3. No reply was filed by the respondent UCO bank to the writ petition.
4. The learned Single Judge, vide the impugned judgment, dismissed the
writ petition, finding/observing/holding:
(a) that the Arbitral Tribunal vide its notice dated 17th October,
2011 had made the appellant a party to the arbitral proceedings;
(b) that since the appellant had taken over "Sita Ram Mills Ltd.", it
is liable to pay the outstanding dues of the respondent UCO Bank
and the contention that the appellant is not concerned with the debts
owed by "Sita Ram Mills Ltd." under the provisions of the Act
aforesaid, is erroneous;
(c) that the appellant having taken over the "Sita Ram Mills Ltd.",
is liable for payment of outstanding dues of UCO Bank;
(d) that the application of the appellant before the Arbitral Tribunal
was premised on the judgment in Electronics Corporation of India
Ltd. supra which had done away with the mechanism of the
„Committee on Disputes‟;
(e) however the doing away of the mechanism of Committee on
Disputes did not amount to doing away with the PMA;
(f) that the appellant being a Central Public Sector Enterprise, its
consent was not necessary for initiation of arbitration proceedings
under the PMA scheme;
(g) that the question whether the appellant was liable for the debts
of "Sita Ram Mills Ltd." or not was a mixed question of fact and law
and could not be determined without looking into various factual and
legal aspects including interpretation of the Act aforesaid;
(h) that though the PMA mechanism excluded the applicability of
the Arbitration & Conciliation Act, 1996 but the principles thereof
would apply and the Arbitral Tribunal under the PMA was thus
entitled to ascertain both, the existence and validity of the arbitration
agreement; reliance in this regard was placed on National Insurance
Company Ltd. Vs. Bhogra Polyfab Private Limited (2009) 1 SCC
267 and SBP & Co. Vs. Patel Engineering Ltd. (2005) 8 SCC 618;
(i) that the contention of the appellant that it was not a party to the
proceedings was dependant on whether or not the appellant is the
owner of "Sita Ram Mills Ltd.";
(j) that the Arbitral Tribunal could not be expected to, in a
summary manner determine whether or not the appellant was liable
for the dues of "Sita Ram Mills Ltd." without appreciating the full
contours of the claim of UCO Bank;
(k) that the appellant was not contesting the claim of UCO Bank
on merits but only on the ground that it was not liable for the said
dues;
(l) that any interference by the Court at that stage would result in
delay in adjudication of disputes under the PMA mechanism;
(m) that the Arbitrator was correct in holding that to avoid delay, all
matters need to be decided together;
(n) that the question of jurisdiction raised by the appellant before
the Arbitrator was dependent on facts on which evidence was yet to
be led.
5. Notice of this appeal was issued and vide order dated 12 th December,
2012, interim stay of arbitral proceedings in so far as against the appellant,
was granted. The respondent UCO Bank has filed a counter affidavit, to
which a rejoinder has been filed. No counter affidavit has been filed by the
respondent Union of India.
6. The senior counsel for the appellant before us has not challenged the
finding of the learned Single Judge of the PMA scheme continuing to exist
notwithstanding the judgment in Electronics Corporation of India Ltd.

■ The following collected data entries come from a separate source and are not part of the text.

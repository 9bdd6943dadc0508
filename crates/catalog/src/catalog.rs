//! Name-keyed registry of everything a spec may reference without defining it.

use std::collections::HashMap;
use std::fmt;
use std::sync::OnceLock;

use analysis_core::CatalogError;
use tracing::debug;

use crate::builtins;
use crate::pre_treatments::{builtin_pre_treatments, PreTreatmentFactory};
use crate::statistics::{builtin_statistics, StatisticFactory};
use crate::types::{DataSource, Metric, Segment, SegmentDataSource};

pub struct Catalog {
    metrics: HashMap<String, Metric>,
    data_sources: HashMap<String, DataSource>,
    segments: HashMap<String, Segment>,
    segment_data_sources: HashMap<String, SegmentDataSource>,
    statistics: HashMap<String, StatisticFactory>,
    pre_treatments: HashMap<String, PreTreatmentFactory>,
}

impl Catalog {
    /// A catalog with nothing registered.
    pub fn empty() -> Self {
        Self {
            metrics: HashMap::new(),
            data_sources: HashMap::new(),
            segments: HashMap::new(),
            segment_data_sources: HashMap::new(),
            statistics: HashMap::new(),
            pre_treatments: HashMap::new(),
        }
    }

    /// Built-in desktop and mobile definitions plus every statistic and
    /// pre-treatment kind.
    pub fn builtin() -> Self {
        let mut catalog = Self::empty();

        let data_sources = builtins::data_sources();
        for metric in builtins::metrics(&data_sources) {
            catalog.register_metric(metric);
        }
        for source in data_sources {
            catalog.register_data_source(source);
        }

        let segment_sources = builtins::segment_data_sources();
        for segment in builtins::segments(&segment_sources) {
            catalog.register_segment(segment);
        }
        for source in segment_sources {
            catalog.register_segment_data_source(source);
        }

        for (name, factory) in builtin_statistics() {
            catalog.register_statistic(name, factory);
        }
        for (name, factory) in builtin_pre_treatments() {
            catalog.register_pre_treatment(name, factory);
        }

        debug!(
            metrics = catalog.metrics.len(),
            data_sources = catalog.data_sources.len(),
            segments = catalog.segments.len(),
            "Built-in catalog loaded"
        );
        catalog
    }

    /// Process-wide built-in catalog, initialised on first use.
    pub fn shared() -> &'static Catalog {
        static SHARED: OnceLock<Catalog> = OnceLock::new();
        SHARED.get_or_init(Catalog::builtin)
    }

    pub fn register_metric(&mut self, metric: Metric) {
        self.metrics.insert(metric.name.clone(), metric);
    }

    pub fn register_data_source(&mut self, data_source: DataSource) {
        self.data_sources.insert(data_source.name.clone(), data_source);
    }

    pub fn register_segment(&mut self, segment: Segment) {
        self.segments.insert(segment.name.clone(), segment);
    }

    pub fn register_segment_data_source(&mut self, data_source: SegmentDataSource) {
        self.segment_data_sources
            .insert(data_source.name.clone(), data_source);
    }

    pub fn register_statistic(&mut self, name: impl Into<String>, factory: StatisticFactory) {
        self.statistics.insert(name.into(), factory);
    }

    pub fn register_pre_treatment(
        &mut self,
        name: impl Into<String>,
        factory: PreTreatmentFactory,
    ) {
        self.pre_treatments.insert(name.into(), factory);
    }

    pub fn lookup_metric(&self, name: &str) -> Result<&Metric, CatalogError> {
        self.metrics
            .get(name)
            .ok_or_else(|| CatalogError::Metric(name.to_string()))
    }

    pub fn lookup_data_source(&self, name: &str) -> Result<&DataSource, CatalogError> {
        self.data_sources
            .get(name)
            .ok_or_else(|| CatalogError::DataSource(name.to_string()))
    }

    pub fn lookup_segment(&self, name: &str) -> Result<&Segment, CatalogError> {
        self.segments
            .get(name)
            .ok_or_else(|| CatalogError::Segment(name.to_string()))
    }

    pub fn lookup_segment_data_source(
        &self,
        name: &str,
    ) -> Result<&SegmentDataSource, CatalogError> {
        self.segment_data_sources
            .get(name)
            .ok_or_else(|| CatalogError::SegmentDataSource(name.to_string()))
    }

    pub fn lookup_statistic(&self, name: &str) -> Result<&StatisticFactory, CatalogError> {
        self.statistics
            .get(name)
            .ok_or_else(|| CatalogError::Statistic(name.to_string()))
    }

    pub fn lookup_pre_treatment(&self, name: &str) -> Result<&PreTreatmentFactory, CatalogError> {
        self.pre_treatments
            .get(name)
            .ok_or_else(|| CatalogError::PreTreatment(name.to_string()))
    }

    pub fn metric_names(&self) -> impl Iterator<Item = &str> {
        self.metrics.keys().map(String::as_str)
    }
}

impl Default for Catalog {
    fn default() -> Self {
        Self::builtin()
    }
}

impl fmt::Debug for Catalog {
    fn fmt(&self, f: &mut fmt::Formatter<'_>) -> fmt::Result {
        f.debug_struct("Catalog")
            .field("metrics", &self.metrics.len())
            .field("data_sources", &self.data_sources.len())
            .field("segments", &self.segments.len())
            .field("segment_data_sources", &self.segment_data_sources.len())
            .field("statistics", &self.statistics.len())
            .field("pre_treatments", &self.pre_treatments.len())
            .finish()
    }
}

supra. His only contention is, (a) that the learned Single Judge has erred in
presuming that the appellant has taken over "Sita Ram Mills Ltd." which is
a company under the Companies Act, 1956; and, (b) that the appellant under
the provision of the Act, is not liable for the dues of UCO Bank and which
aspect does not require any factual consideration.
7. The counsel for the UCO Bank has not made any argument on the
said aspect.
8. The counsel for the Union of India has argued that only the
Committee on Disputes constituted earlier under the ONGC judgment has
been abolished vide the subsequent judgment in Electronics Corporation of
India Ltd. supra and the PMA scheme is different from the Committee on
Disputes and continues to be in force.
9. We have considered the contention, examined the records and the
provisions of the Act and proceed to adjudicate, on the premise that "Shree
Sita Ram Mills Ltd." as referred to in the First Schedule to the Act and "Sita
Ram Mills Ltd." as referred to in the impugned judgment, are one and the
same. Suffice it is to observe that neither counsel has addressed on this
aspect.
10. The Act aforesaid was enacted to provide for the acquisition and
transfer of the „textile undertakings‟ and the right, title and interest of the
owners in respect of textile undertakings specified in the First Schedule
thereto and of which, prior thereto, management had already been taken
over by the Central Government under Section 3 of the Textile
Undertakings (Taking Over of Management) Act, 1983.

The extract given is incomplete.